Instructions to follow: Up to and including the line with "sets, at least 1", please reproduce the lines below exactly, beginning with the first.

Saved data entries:
● ● ● ●
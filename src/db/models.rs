//! Record types shared by the local store, the remote mirror and the session core

use chrono::{DateTime, NaiveDate, Utc};
use serde::{Deserialize, Serialize};

pub type ExerciseId = i64;
pub type TemplateId = i64;
pub type SessionId = i64;
pub type SetId = i64;

/// Rest duration used when no settings record exists yet
pub const DEFAULT_REST_TIME_SECS: u32 = 60;

/// User-defined exercise
#[derive(Debug, Clone, PartialEq, Serialize, Deserialize)]
pub struct Exercise {
    pub id: Option<ExerciseId>,
    pub name: String,
    pub category: String,
}

/// One exercise slot in a template
#[derive(Debug, Clone, PartialEq, Serialize, Deserialize)]
#[serde(rename_all = "camelCase")]
pub struct TemplateExercise {
    pub exercise_id: ExerciseId,
    /// Target count of main sets, at least 1
    pub planned_sets: u32,
}

/// Workout template - an ordered plan of exercises
#[derive(Debug, Clone, PartialEq, Serialize, Deserialize)]
pub struct WorkoutTemplate {
    pub id: Option<TemplateId>,
    pub name: String,
    pub date: NaiveDate,
    pub exercises: Vec<TemplateExercise>,
}

/// A logged set. `parent_set_id == None` marks a main set.
#[derive(Debug, Clone, PartialEq, Serialize, Deserialize)]
#[serde(rename_all = "camelCase")]
pub struct WorkoutSet {
    pub id: SetId,
    pub reps: u32,
    pub weight: f64,
    #[serde(default)]
    pub notes: String,
    #[serde(default)]
    pub parent_set_id: Option<SetId>,
    pub timestamp: DateTime<Utc>,
    #[serde(default)]
    pub is_personal_best: bool,
}

impl WorkoutSet {
    pub fn is_main(&self) -> bool {
        self.parent_set_id.is_none()
    }
}

/// Per-exercise progress inside a session
#[derive(Debug, Clone, PartialEq, Serialize, Deserialize)]
#[serde(rename_all = "camelCase")]
pub struct SessionExercise {
    pub exercise_id: ExerciseId,
    pub planned_sets: u32,
    #[serde(default)]
    pub logged_sets: Vec<WorkoutSet>,
}

impl SessionExercise {
    /// Main sets in timestamp order
    pub fn main_sets(&self) -> Vec<&WorkoutSet> {
        let mut sets: Vec<_> = self.logged_sets.iter().filter(|s| s.is_main()).collect();
        sets.sort_by_key(|s| s.timestamp);
        sets
    }

    pub fn logged_main_sets(&self) -> usize {
        self.logged_sets.iter().filter(|s| s.is_main()).count()
    }

    pub fn has_main_set(&self, id: SetId) -> bool {
        self.logged_sets.iter().any(|s| s.id == id && s.is_main())
    }
}

/// One performed instance of a template. Active while `end_time` is `None`.
#[derive(Debug, Clone, PartialEq, Serialize, Deserialize)]
#[serde(rename_all = "camelCase")]
pub struct WorkoutSession {
    pub id: Option<SessionId>,
    pub template_id: TemplateId,
    pub date: NaiveDate,
    pub start_time: DateTime<Utc>,
    #[serde(default)]
    pub end_time: Option<DateTime<Utc>>,
    pub exercises: Vec<SessionExercise>,
}

impl WorkoutSession {
    /// Build an unsaved session with one empty entry per template exercise
    pub fn from_template(template_id: TemplateId, template: &WorkoutTemplate, now: DateTime<Utc>) -> Self {
        Self {
            id: None,
            template_id,
            date: now.date_naive(),
            start_time: now,
            end_time: None,
            exercises: template
                .exercises
                .iter()
                .map(|ex| SessionExercise {
                    exercise_id: ex.exercise_id,
                    planned_sets: ex.planned_sets,
                    logged_sets: Vec::new(),
                })
                .collect(),
        }
    }

    pub fn is_sealed(&self) -> bool {
        self.end_time.is_some()
    }

    pub fn exercise(&self, exercise_id: ExerciseId) -> Option<&SessionExercise> {
        self.exercises.iter().find(|ex| ex.exercise_id == exercise_id)
    }

    /// Total planned main sets across all exercises
    pub fn planned_main_sets(&self) -> usize {
        self.exercises.iter().map(|ex| ex.planned_sets as usize).sum()
    }

    /// Total logged main sets across all exercises (sub-sets excluded)
    pub fn logged_main_sets(&self) -> usize {
        self.exercises.iter().map(|ex| ex.logged_main_sets()).sum()
    }

    pub fn has_main_set(&self) -> bool {
        self.logged_main_sets() > 0
    }

    /// Largest set id used anywhere in this session
    pub fn max_set_id(&self) -> Option<SetId> {
        self.exercises
            .iter()
            .flat_map(|ex| ex.logged_sets.iter().map(|s| s.id))
            .max()
    }
}

/// Partial update of a stored session
#[derive(Debug, Clone, Default, PartialEq)]
pub struct SessionChanges {
    pub exercises: Option<Vec<SessionExercise>>,
    pub end_time: Option<DateTime<Utc>>,
}

/// Persisted user settings
#[derive(Debug, Clone, Copy, PartialEq, Serialize, Deserialize)]
#[serde(rename_all = "camelCase")]
pub struct Settings {
    pub rest_time_secs: u32,
}

impl Default for Settings {
    fn default() -> Self {
        Self {
            rest_time_secs: DEFAULT_REST_TIME_SECS,
        }
    }
}

#[cfg(test)]
mod tests {
    use super::*;
    use chrono::{Duration, TimeZone};

    fn set(id: SetId, parent: Option<SetId>, secs: i64) -> WorkoutSet {
        WorkoutSet {
            id,
            reps: 5,
            weight: 50.0,
            notes: String::new(),
            parent_set_id: parent,
            timestamp: Utc.with_ymd_and_hms(2024, 3, 1, 10, 0, 0).unwrap() + Duration::seconds(secs),
            is_personal_best: false,
        }
    }

    #[test]
    fn test_from_template_copies_plan() {
        let template = WorkoutTemplate {
            id: Some(1),
            name: "Push".to_string(),
            date: NaiveDate::from_ymd_opt(2024, 3, 1).unwrap(),
            exercises: vec![
                TemplateExercise { exercise_id: 10, planned_sets: 3 },
                TemplateExercise { exercise_id: 11, planned_sets: 2 },
            ],
        };
        let now = Utc.with_ymd_and_hms(2024, 3, 2, 18, 30, 0).unwrap();
        let session = WorkoutSession::from_template(1, &template, now);

        assert_eq!(session.exercises.len(), 2);
        assert!(session.exercises.iter().all(|ex| ex.logged_sets.is_empty()));
        assert_eq!(session.exercises[0].planned_sets, 3);
        assert_eq!(session.exercises[1].planned_sets, 2);
        assert_eq!(session.planned_main_sets(), 5);
        assert_eq!(session.date, now.date_naive());
        assert!(!session.is_sealed());
    }

    #[test]
    fn test_main_sets_exclude_sub_sets() {
        let ex = SessionExercise {
            exercise_id: 10,
            planned_sets: 2,
            logged_sets: vec![set(2, None, 30), set(3, Some(2), 40), set(1, None, 0)],
        };
        let mains: Vec<SetId> = ex.main_sets().iter().map(|s| s.id).collect();
        assert_eq!(mains, vec![1, 2]);
        assert_eq!(ex.logged_main_sets(), 2);
        assert!(ex.has_main_set(2));
        assert!(!ex.has_main_set(3));
    }

    #[test]
    fn test_null_fields_serialize_explicitly() {
        let json = serde_json::to_value(set(1, None, 0)).unwrap();
        assert!(json.get("parentSetId").unwrap().is_null());

        let session = WorkoutSession {
            id: Some(7),
            template_id: 1,
            date: NaiveDate::from_ymd_opt(2024, 3, 1).unwrap(),
            start_time: Utc.with_ymd_and_hms(2024, 3, 1, 10, 0, 0).unwrap(),
            end_time: None,
            exercises: vec![],
        };
        let json = serde_json::to_value(&session).unwrap();
        assert!(json.get("endTime").unwrap().is_null());
        let back: WorkoutSession = serde_json::from_value(json).unwrap();
        assert_eq!(back, session);
    }

    #[test]
    fn test_absent_parent_reads_as_main_set() {
        let json = r#"{"id":5,"reps":8,"weight":20.0,"timestamp":"2024-03-01T10:00:00Z"}"#;
        let s: WorkoutSet = serde_json::from_str(json).unwrap();
        assert!(s.is_main());
        assert_eq!(s.notes, "");
        assert!(!s.is_personal_best);
    }
}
● ● ● ●
Output:
filename src/db/models.rs
//! Record types shared by the local store, the remote mirror and the session core

use chrono::{DateTime, NaiveDate, Utc};
use serde::{Deserialize, Serialize};

pub type ExerciseId = i64;
pub type TemplateId = i64;
pub type SessionId = i64;
pub type SetId = i64;

/// Rest duration used when no settings record exists yet
pub const DEFAULT_REST_TIME_SECS: u32 = 60;

/// User-defined exercise
#[derive(Debug, Clone, PartialEq, Serialize, Deserialize)]
pub struct Exercise {
    pub id: Option<ExerciseId>,
    pub name: String,
    pub category: String,
}

/// One exercise slot in a template
#[derive(Debug, Clone, PartialEq, Serialize, Deserialize)]
#[serde(rename_all = "camelCase")]
pub struct TemplateExercise {
    pub exercise_id: ExerciseId,
    /// Target count of main sets, at least 1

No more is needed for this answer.